====== Supplied records

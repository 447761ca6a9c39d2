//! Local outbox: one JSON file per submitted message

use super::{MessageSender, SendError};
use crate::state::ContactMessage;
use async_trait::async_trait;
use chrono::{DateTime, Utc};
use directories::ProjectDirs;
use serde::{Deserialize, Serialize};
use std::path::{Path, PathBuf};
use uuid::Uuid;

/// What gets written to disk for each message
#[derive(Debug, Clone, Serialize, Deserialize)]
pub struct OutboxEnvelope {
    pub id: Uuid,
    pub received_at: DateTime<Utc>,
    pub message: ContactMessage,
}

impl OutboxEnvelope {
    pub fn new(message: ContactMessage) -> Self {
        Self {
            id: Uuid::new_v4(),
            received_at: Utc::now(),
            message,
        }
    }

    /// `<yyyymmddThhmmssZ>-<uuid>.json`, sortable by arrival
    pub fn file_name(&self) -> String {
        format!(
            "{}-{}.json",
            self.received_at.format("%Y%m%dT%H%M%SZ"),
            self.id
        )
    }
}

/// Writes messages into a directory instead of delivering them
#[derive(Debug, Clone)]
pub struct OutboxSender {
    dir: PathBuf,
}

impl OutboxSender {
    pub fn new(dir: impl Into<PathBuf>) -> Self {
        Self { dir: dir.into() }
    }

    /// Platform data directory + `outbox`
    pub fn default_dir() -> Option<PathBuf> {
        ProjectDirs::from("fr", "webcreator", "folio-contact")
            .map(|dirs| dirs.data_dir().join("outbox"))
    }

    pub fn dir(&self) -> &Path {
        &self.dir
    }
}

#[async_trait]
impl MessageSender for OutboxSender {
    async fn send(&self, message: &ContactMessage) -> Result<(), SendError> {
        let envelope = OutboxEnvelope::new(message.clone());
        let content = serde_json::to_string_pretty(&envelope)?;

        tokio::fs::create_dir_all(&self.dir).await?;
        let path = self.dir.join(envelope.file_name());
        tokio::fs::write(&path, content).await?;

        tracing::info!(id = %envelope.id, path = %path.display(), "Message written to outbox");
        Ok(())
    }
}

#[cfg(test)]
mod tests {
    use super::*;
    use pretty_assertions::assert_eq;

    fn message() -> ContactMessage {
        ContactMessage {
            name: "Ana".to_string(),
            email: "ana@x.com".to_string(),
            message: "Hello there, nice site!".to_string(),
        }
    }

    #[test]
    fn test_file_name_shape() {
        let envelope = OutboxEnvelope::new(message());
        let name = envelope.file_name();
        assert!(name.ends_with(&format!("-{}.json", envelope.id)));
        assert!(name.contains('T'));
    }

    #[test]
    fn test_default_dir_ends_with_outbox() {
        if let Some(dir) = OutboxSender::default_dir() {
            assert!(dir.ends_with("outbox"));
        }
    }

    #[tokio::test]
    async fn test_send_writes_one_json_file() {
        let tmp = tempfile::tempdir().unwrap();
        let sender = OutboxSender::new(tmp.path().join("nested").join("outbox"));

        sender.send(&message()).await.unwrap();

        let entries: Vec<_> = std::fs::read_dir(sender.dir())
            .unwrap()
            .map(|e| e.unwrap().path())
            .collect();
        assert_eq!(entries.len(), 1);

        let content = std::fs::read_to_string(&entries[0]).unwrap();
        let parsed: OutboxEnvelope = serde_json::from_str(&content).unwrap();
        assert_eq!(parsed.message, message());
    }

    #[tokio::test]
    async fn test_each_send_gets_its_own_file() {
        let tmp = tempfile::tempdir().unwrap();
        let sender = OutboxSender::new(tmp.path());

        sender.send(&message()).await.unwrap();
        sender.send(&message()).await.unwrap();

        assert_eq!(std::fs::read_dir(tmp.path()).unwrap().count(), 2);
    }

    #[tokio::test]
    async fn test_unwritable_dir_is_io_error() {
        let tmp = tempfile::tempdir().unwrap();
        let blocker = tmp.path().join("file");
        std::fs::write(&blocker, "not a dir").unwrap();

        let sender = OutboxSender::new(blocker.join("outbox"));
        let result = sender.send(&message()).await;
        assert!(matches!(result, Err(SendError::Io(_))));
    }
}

============
====== Supplied records

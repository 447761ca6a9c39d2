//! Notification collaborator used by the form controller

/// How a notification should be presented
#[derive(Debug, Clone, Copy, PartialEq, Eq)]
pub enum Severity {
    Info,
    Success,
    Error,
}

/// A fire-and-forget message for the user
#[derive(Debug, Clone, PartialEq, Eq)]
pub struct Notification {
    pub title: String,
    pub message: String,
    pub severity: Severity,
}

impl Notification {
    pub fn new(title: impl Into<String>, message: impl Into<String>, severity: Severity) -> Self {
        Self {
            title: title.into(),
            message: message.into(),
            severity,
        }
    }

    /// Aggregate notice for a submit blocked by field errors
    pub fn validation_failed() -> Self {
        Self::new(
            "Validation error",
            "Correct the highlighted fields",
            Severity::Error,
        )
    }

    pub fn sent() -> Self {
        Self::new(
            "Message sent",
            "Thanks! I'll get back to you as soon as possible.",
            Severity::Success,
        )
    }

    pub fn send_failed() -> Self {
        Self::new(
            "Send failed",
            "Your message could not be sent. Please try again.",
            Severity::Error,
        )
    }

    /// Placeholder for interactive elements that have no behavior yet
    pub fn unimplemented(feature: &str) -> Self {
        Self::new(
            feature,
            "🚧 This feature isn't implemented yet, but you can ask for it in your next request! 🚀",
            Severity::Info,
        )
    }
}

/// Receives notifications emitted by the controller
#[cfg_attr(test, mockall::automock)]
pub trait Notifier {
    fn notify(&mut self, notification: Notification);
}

============

§ **What to work on**
Report all lines of the data that include the word "format".

§ **Final answer**
        format!(
            self.received_at.format("%Y%m%dT%H%M%SZ"),
        assert!(name.ends_with(&format!("-{}.json", envelope.id)));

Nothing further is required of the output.